For power users with 40+ custom skills: consider organizing into categories and periodically archiving low-use skills. The token overhead at scale becomes meaningful.
Secure Skill Setup
Skills can declare required environment variables that Hermes will prompt for securely on first use:
required_environment_variables:
- name: TENOR_API_KEY
prompt: Tenor API key for GIF search
help: Get a key from developers.google.com/tenor
Hermes prompts for this in CLI only — messaging surfaces (Telegram, Discord) never ask for secrets in chat. The key is stored in your local config, not in the skill file.
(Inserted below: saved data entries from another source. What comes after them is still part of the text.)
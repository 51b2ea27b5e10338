//! Simulated rewarded-hint flow
//!
//! Stands in for a rewarded ad: once the player agrees to watch, a timer runs
//! and, when it elapses, exactly one grant is produced. The flow never touches
//! a session itself; the caller credits the grant with `add_hint`.

use crate::consts::{REWARD_DURATION_SECS, REWARD_HINTS};

#[derive(Debug, Clone, Copy, PartialEq)]
pub enum RewardPhase {
    Idle,
    /// Prompt shown, waiting for watch or cancel
    Offered,
    /// Reward playing; `remaining` seconds left
    Playing { remaining: f32 },
}

/// Hints earned by completing the flow
#[derive(Debug, Clone, Copy, PartialEq, Eq)]
pub struct RewardGrant {
    pub hints: u32,
}

#[derive(Debug, Clone, PartialEq)]
pub struct RewardFlow {
    phase: RewardPhase,
    duration: f32,
}

impl Default for RewardFlow {
    fn default() -> Self {
        Self::new(REWARD_DURATION_SECS)
    }
}

impl RewardFlow {
    pub fn new(duration: f32) -> Self {
        Self {
            phase: RewardPhase::Idle,
            duration: duration.max(0.0),
        }
    }

    pub fn phase(&self) -> RewardPhase {
        self.phase
    }

    /// Prompt open or reward playing
    pub fn is_active(&self) -> bool {
        self.phase != RewardPhase::Idle
    }

    /// Show the prompt; ignored while already playing
    pub fn offer(&mut self) {
        if self.phase == RewardPhase::Idle {
            self.phase = RewardPhase::Offered;
        }
    }

    /// Dismiss the prompt; a playing reward cannot be cancelled
    pub fn cancel(&mut self) -> bool {
        if self.phase == RewardPhase::Offered {
            self.phase = RewardPhase::Idle;
            true
        } else {
            false
        }
    }

    /// Start the reward timer from the prompt
    pub fn watch(&mut self) -> bool {
        if self.phase == RewardPhase::Offered {
            self.phase = RewardPhase::Playing {
                remaining: self.duration,
            };
            true
        } else {
            false
        }
    }

    /// Advance the timer by `dt` seconds; yields the grant once it elapses
    pub fn advance(&mut self, dt: f32) -> Option<RewardGrant> {
        let RewardPhase::Playing { remaining } = self.phase else {
            return None;
        };

        let remaining = remaining - dt.max(0.0);
        if remaining > 0.0 {
            self.phase = RewardPhase::Playing { remaining };
            return None;
        }

        self.phase = RewardPhase::Idle;
        log::info!("Reward complete, granting {} hint(s)", REWARD_HINTS);
        Some(RewardGrant {
            hints: REWARD_HINTS,
        })
    }

    /// Drop any prompt or running reward without granting
    pub fn reset(&mut self) {
        self.phase = RewardPhase::Idle;
    }
}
The Skill Audit and Security Scan
When installing community skills, Hermes runs a security scan:
hermes skills install openai/skills/k8s # Scans before install
hermes skills audit # Re-scan installed skills
Quarantined skills go to .hub/quarantine/ with a reason. Audit log maintained at .hub/audit.log.
Cross-Agent Skill Sharing with PLUR
The community PLUR plugin extends skills to support shared episodic memory across multiple Hermes instances:
pip install plur-hermes
When multiple agents share engrams, corrections made by one agent propagate as knowledge to others on the same project. From the Discord showcase: "Shared episodic memory across 6 agents is genuinely powerful and would be hard to replicate any other way."
This makes Hermes viable for small teams where multiple people run separate instances but want shared institutional knowledge.